* **TASK GOAL**: Set down the records that follow exactly, every line of them.

* **RECORDS SUPPLIED**:

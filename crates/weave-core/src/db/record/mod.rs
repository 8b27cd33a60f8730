mod export;
mod set;

use crate::{
    error::InternalError,
    model::ModelDef,
    value::{Key, Value},
};
use std::collections::BTreeMap;

// re-exports
pub use set::RecordSet;

///
/// RelationSlot
///
/// Owned, replaceable container for one loaded or assigned relationship.
/// Removing a record from a slot is a structural edit; persistence turns the
/// difference into concrete writes at save time.
///

#[derive(Clone, Debug, PartialEq)]
pub enum RelationSlot {
    /// Single related record (to-one).
    One(Box<Record>),
    /// Related records (to-many, to-many-through).
    Many(RecordSet),
    /// Bare related keys, as submitted by forms (to-many-through only).
    Keys(Vec<Key>),
    /// Explicitly emptied; saving removes every link for the relation.
    Cleared,
}

impl RelationSlot {
    /// Keys of the related records currently held by this slot.
    #[must_use]
    pub fn keys(&self) -> Vec<Key> {
        match self {
            Self::One(record) => record.key().into_iter().collect(),
            Self::Many(set) => set.keys(),
            Self::Keys(keys) => keys.clone(),
            Self::Cleared => Vec::new(),
        }
    }
}

///
/// Record
///
/// One model instance: field values plus named relation slots.
/// A record is unsaved until storage assigns (or confirms) its primary key;
/// after that the primary-key value can no longer change.
///

#[derive(Clone, Debug, PartialEq)]
pub struct Record {
    model: String,
    key_field: String,
    fields: BTreeMap<String, Value>,
    relations: BTreeMap<String, RelationSlot>,
    exists: bool,
}

impl Record {
    /// Create an unsaved, empty record.
    pub(crate) fn new(model: &str, key_field: &str) -> Self {
        Self {
            model: model.to_string(),
            key_field: key_field.to_string(),
            fields: BTreeMap::new(),
            relations: BTreeMap::new(),
            exists: false,
        }
    }

    /// Materialize a record from a storage row.
    pub(crate) fn from_row(model: &ModelDef, row: BTreeMap<String, Value>) -> Self {
        let exists = row
            .get(&model.primary_key)
            .is_some_and(|value| !value.is_null());

        Self {
            model: model.name.clone(),
            key_field: model.primary_key.clone(),
            fields: row,
            relations: BTreeMap::new(),
            exists,
        }
    }

    #[must_use]
    pub fn model(&self) -> &str {
        &self.model
    }

    #[must_use]
    pub fn key_field(&self) -> &str {
        &self.key_field
    }

    /// Primary key, if present and key-shaped.
    #[must_use]
    pub fn key(&self) -> Option<Key> {
        self.fields.get(&self.key_field).and_then(Value::as_key)
    }

    /// Whether storage has assigned or confirmed this record's primary key.
    #[must_use]
    pub const fn exists(&self) -> bool {
        self.exists
    }

    #[must_use]
    pub fn get(&self, field: &str) -> Option<&Value> {
        self.fields.get(field)
    }

    #[must_use]
    pub const fn fields(&self) -> &BTreeMap<String, Value> {
        &self.fields
    }

    /// Assign a field value.
    ///
    /// Reassigning the primary key of a persisted record is rejected.
    pub fn set(&mut self, field: &str, value: impl Into<Value>) -> Result<(), InternalError> {
        let value = value.into();
        if self.exists && field == self.key_field && self.fields.get(field) != Some(&value) {
            return Err(InternalError::save_invariant(format!(
                "primary key of a persisted record is immutable: model={} field={field}",
                self.model
            )));
        }
        self.fields.insert(field.to_string(), value);

        Ok(())
    }

    /// Builder-style field assignment for records under construction.
    ///
    /// Reassigning the primary key of a persisted record is a programming
    /// error: debug builds panic, release builds keep the stored key. Use
    /// [`Record::set`] to handle the rejection.
    #[must_use]
    pub fn with(mut self, field: &str, value: impl Into<Value>) -> Self {
        let result = self.set(field, value);
        debug_assert!(
            result.is_ok(),
            "Record::with rejected a field assignment: {}",
            result.as_ref().err().map_or_else(String::new, ToString::to_string)
        );
        self
    }

    #[must_use]
    pub fn relation(&self, name: &str) -> Option<&RelationSlot> {
        self.relations.get(name)
    }

    pub fn relation_mut(&mut self, name: &str) -> Option<&mut RelationSlot> {
        self.relations.get_mut(name)
    }

    #[must_use]
    pub const fn relations(&self) -> &BTreeMap<String, RelationSlot> {
        &self.relations
    }

    /// Replace a relation slot.
    pub fn set_relation(&mut self, name: &str, slot: RelationSlot) {
        self.relations.insert(name.to_string(), slot);
    }

    #[must_use]
    pub fn with_relation(mut self, name: &str, slot: RelationSlot) -> Self {
        self.set_relation(name, slot);
        self
    }

    /// Detach a relation slot entirely (the relation becomes "not loaded").
    pub fn unset_relation(&mut self, name: &str) -> Option<RelationSlot> {
        self.relations.remove(name)
    }

    /// Mark a relation as explicitly emptied.
    pub fn clear_relation(&mut self, name: &str) {
        self.set_relation(name, RelationSlot::Cleared);
    }

    /// The single related record in a to-one slot.
    #[must_use]
    pub fn related_one(&self, name: &str) -> Option<&Self> {
        match self.relations.get(name)? {
            RelationSlot::One(record) => Some(record),
            _ => None,
        }
    }

    /// The related records in a to-many slot.
    #[must_use]
    pub fn related_many(&self, name: &str) -> Option<&RecordSet> {
        match self.relations.get(name)? {
            RelationSlot::Many(set) => Some(set),
            _ => None,
        }
    }

    pub fn related_many_mut(&mut self, name: &str) -> Option<&mut RecordSet> {
        match self.relations.get_mut(name)? {
            RelationSlot::Many(set) => Some(set),
            _ => None,
        }
    }

    // Record the storage-assigned primary key after a successful insert.
    pub(crate) fn mark_persisted(&mut self, key: Key) {
        self.fields.insert(self.key_field.clone(), key.into_value());
        self.exists = true;
    }

    // Record removal from storage; the key value is kept for diagnostics.
    pub(crate) const fn mark_deleted(&mut self) {
        self.exists = false;
    }
}

///
/// TESTS
///

#[cfg(test)]
mod tests {
    use super::*;
    use crate::model::ModelDef;

    #[test]
    fn hydrated_record_rejects_primary_key_reassignment() {
        let model = ModelDef::new("Galleries");
        let mut row = BTreeMap::new();
        row.insert("id".to_string(), Value::Int(1));
        let mut record = Record::from_row(&model, row);

        assert!(record.exists());
        let err = record
            .set("id", 2)
            .expect_err("persisted primary key should be immutable");
        assert!(err.message.contains("immutable"));

        record
            .set("id", 1)
            .expect("re-assigning the same key should be a no-op");
        record
            .set("name", "Renamed")
            .expect("ordinary fields should stay mutable");
    }

    fn persisted_gallery() -> Record {
        let mut row = BTreeMap::new();
        row.insert("id".to_string(), Value::Int(1));
        Record::from_row(&ModelDef::new("Galleries"), row)
    }

    #[cfg(debug_assertions)]
    #[test]
    #[should_panic(expected = "Record::with rejected a field assignment")]
    fn builder_key_reassignment_on_persisted_record_debug_asserts() {
        let _ = persisted_gallery().with("id", 2);
    }

    #[cfg(not(debug_assertions))]
    #[test]
    fn builder_key_reassignment_on_persisted_record_keeps_stored_key() {
        let record = persisted_gallery().with("id", 2);

        assert_eq!(record.key(), Some(Key::Int(1)));
    }

    #[test]
    fn unsaved_record_accepts_explicit_primary_key() {
        let record = ModelDef::new("Tags").create().with("id", 9).with("name", "sky");

        assert!(!record.exists());
        assert_eq!(record.key(), Some(Key::Int(9)));
    }

    #[test]
    fn slot_keys_cover_every_shape() {
        let tag = ModelDef::new("Tags").create().with("id", 4);

        assert_eq!(
            RelationSlot::One(Box::new(tag)).keys(),
            vec![Key::Int(4)]
        );
        assert_eq!(
            RelationSlot::Keys(vec![Key::Int(1), Key::Int(3)]).keys(),
            vec![Key::Int(1), Key::Int(3)]
        );
        assert!(RelationSlot::Cleared.keys().is_empty());
    }
}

* **EXERCISE OUTPUT**:
filename crates/weave-core/src/db/record/mod.rs
repository 8b27cd33a60f8730
mod export;
mod set;

use crate::{
    error::InternalError,
    model::ModelDef,
    value::{Key, Value},
};
use std::collections::BTreeMap;

// re-exports
pub use set::RecordSet;

///
/// RelationSlot
///
/// Owned, replaceable container for one loaded or assigned relationship.
/// Removing a record from a slot is a structural edit; persistence turns the
/// difference into concrete writes at save time.
///

#[derive(Clone, Debug, PartialEq)]
pub enum RelationSlot {
    /// Single related record (to-one).
    One(Box<Record>),
    /// Related records (to-many, to-many-through).
    Many(RecordSet),
    /// Bare related keys, as submitted by forms (to-many-through only).
    Keys(Vec<Key>),
    /// Explicitly emptied; saving removes every link for the relation.
    Cleared,
}

impl RelationSlot {
    /// Keys of the related records currently held by this slot.
    #[must_use]
    pub fn keys(&self) -> Vec<Key> {
        match self {
            Self::One(record) => record.key().into_iter().collect(),
            Self::Many(set) => set.keys(),
            Self::Keys(keys) => keys.clone(),
            Self::Cleared => Vec::new(),
        }
    }
}

///
/// Record
///
/// One model instance: field values plus named relation slots.
/// A record is unsaved until storage assigns (or confirms) its primary key;
/// after that the primary-key value can no longer change.
///

#[derive(Clone, Debug, PartialEq)]
pub struct Record {
    model: String,
    key_field: String,
    fields: BTreeMap<String, Value>,
    relations: BTreeMap<String, RelationSlot>,
    exists: bool,
}

impl Record {
    /// Create an unsaved, empty record.
    pub(crate) fn new(model: &str, key_field: &str) -> Self {
        Self {
            model: model.to_string(),
            key_field: key_field.to_string(),
            fields: BTreeMap::new(),
            relations: BTreeMap::new(),
            exists: false,
        }
    }

    /// Materialize a record from a storage row.
    pub(crate) fn from_row(model: &ModelDef, row: BTreeMap<String, Value>) -> Self {
        let exists = row
            .get(&model.primary_key)
            .is_some_and(|value| !value.is_null());

        Self {
            model: model.name.clone(),
            key_field: model.primary_key.clone(),
            fields: row,
            relations: BTreeMap::new(),
            exists,
        }
    }

    #[must_use]
    pub fn model(&self) -> &str {
        &self.model
    }

    #[must_use]
    pub fn key_field(&self) -> &str {
        &self.key_field
    }

    /// Primary key, if present and key-shaped.
    #[must_use]
    pub fn key(&self) -> Option<Key> {
        self.fields.get(&self.key_field).and_then(Value::as_key)
    }

    /// Whether storage has assigned or confirmed this record's primary key.
    #[must_use]
    pub const fn exists(&self) -> bool {
        self.exists
    }

    #[must_use]
    pub fn get(&self, field: &str) -> Option<&Value> {
        self.fields.get(field)
    }

    #[must_use]
    pub const fn fields(&self) -> &BTreeMap<String, Value> {
        &self.fields
    }

    /// Assign a field value.
    ///
    /// Reassigning the primary key of a persisted record is rejected.
    pub fn set(&mut self, field: &str, value: impl Into<Value>) -> Result<(), InternalError> {
        let value = value.into();
        if self.exists && field == self.key_field && self.fields.get(field) != Some(&value) {
            return Err(InternalError::save_invariant(format!(
                "primary key of a persisted record is immutable: model={} field={field}",
                self.model
            )));
        }
        self.fields.insert(field.to_string(), value);

        Ok(())
    }

    /// Builder-style field assignment for records under construction.
    ///
    /// Reassigning the primary key of a persisted record is a programming
    /// error: debug builds panic, release builds keep the stored key. Use
    /// [`Record::set`] to handle the rejection.
    #[must_use]
    pub fn with(mut self, field: &str, value: impl Into<Value>) -> Self {
        let result = self.set(field, value);
        debug_assert!(
            result.is_ok(),
            "Record::with rejected a field assignment: {}",
            result.as_ref().err().map_or_else(String::new, ToString::to_string)
        );
        self
    }

    #[must_use]
    pub fn relation(&self, name: &str) -> Option<&RelationSlot> {
        self.relations.get(name)
    }

    pub fn relation_mut(&mut self, name: &str) -> Option<&mut RelationSlot> {
        self.relations.get_mut(name)
    }

    #[must_use]
    pub const fn relations(&self) -> &BTreeMap<String, RelationSlot> {
        &self.relations
    }

    /// Replace a relation slot.
    pub fn set_relation(&mut self, name: &str, slot: RelationSlot) {
        self.relations.insert(name.to_string(), slot);
    }

    #[must_use]
    pub fn with_relation(mut self, name: &str, slot: RelationSlot) -> Self {
        self.set_relation(name, slot);
        self
    }

    /// Detach a relation slot entirely (the relation becomes "not loaded").
    pub fn unset_relation(&mut self, name: &str) -> Option<RelationSlot> {
        self.relations.remove(name)
    }

    /// Mark a relation as explicitly emptied.
    pub fn clear_relation(&mut self, name: &str) {
        self.set_relation(name, RelationSlot::Cleared);
    }

    /// The single related record in a to-one slot.
    #[must_use]
    pub fn related_one(&self, name: &str) -> Option<&Self> {
        match self.relations.get(name)? {
            RelationSlot::One(record) => Some(record),
            _ => None,
        }
    }

    /// The related records in a to-many slot.
    #[must_use]
    pub fn related_many(&self, name: &str) -> Option<&RecordSet> {
        match self.relations.get(name)? {
            RelationSlot::Many(set) => Some(set),
            _ => None,
        }
    }

    pub fn related_many_mut(&mut self, name: &str) -> Option<&mut RecordSet> {
        match self.relations.get_mut(name)? {
            RelationSlot::Many(set) => Some(set),
            _ => None,
        }
    }

    // Record the storage-assigned primary key after a successful insert.
    pub(crate) fn mark_persisted(&mut self, key: Key) {
        self.fields.insert(self.key_field.clone(), key.into_value());
        self.exists = true;
    }

    // Record removal from storage; the key value is kept for diagnostics.
    pub(crate) const fn mark_deleted(&mut self) {
        self.exists = false;
    }
}

///
/// TESTS
///

#[cfg(test)]
mod tests {
    use super::*;
    use crate::model::ModelDef;

    #[test]
    fn hydrated_record_rejects_primary_key_reassignment() {
        let model = ModelDef::new("Galleries");
        let mut row = BTreeMap::new();
        row.insert("id".to_string(), Value::Int(1));
        let mut record = Record::from_row(&model, row);

        assert!(record.exists());
        let err = record
            .set("id", 2)
            .expect_err("persisted primary key should be immutable");
        assert!(err.message.contains("immutable"));

        record
            .set("id", 1)
            .expect("re-assigning the same key should be a no-op");
        record
            .set("name", "Renamed")
            .expect("ordinary fields should stay mutable");
    }

    fn persisted_gallery() -> Record {
        let mut row = BTreeMap::new();
        row.insert("id".to_string(), Value::Int(1));
        Record::from_row(&ModelDef::new("Galleries"), row)
    }

    #[cfg(debug_assertions)]
    #[test]
    #[should_panic(expected = "Record::with rejected a field assignment")]
    fn builder_key_reassignment_on_persisted_record_debug_asserts() {
        let _ = persisted_gallery().with("id", 2);
    }

    #[cfg(not(debug_assertions))]
    #[test]
    fn builder_key_reassignment_on_persisted_record_keeps_stored_key() {
        let record = persisted_gallery().with("id", 2);

        assert_eq!(record.key(), Some(Key::Int(1)));
    }

    #[test]
    fn unsaved_record_accepts_explicit_primary_key() {
        let record = ModelDef::new("Tags").create().with("id", 9).with("name", "sky");

        assert!(!record.exists());
        assert_eq!(record.key(), Some(Key::Int(9)));
    }

    #[test]
    fn slot_keys_cover_every_shape() {
        let tag = ModelDef::new("Tags").create().with("id", 4);

        assert_eq!(
            RelationSlot::One(Box::new(tag)).keys(),
            vec![Key::Int(4)]
        );
        assert_eq!(
            RelationSlot::Keys(vec![Key::Int(1), Key::Int(3)]).keys(),
            vec![Key::Int(1), Key::Int(3)]
        );
        assert!(RelationSlot::Cleared.keys().is_empty());
    }
}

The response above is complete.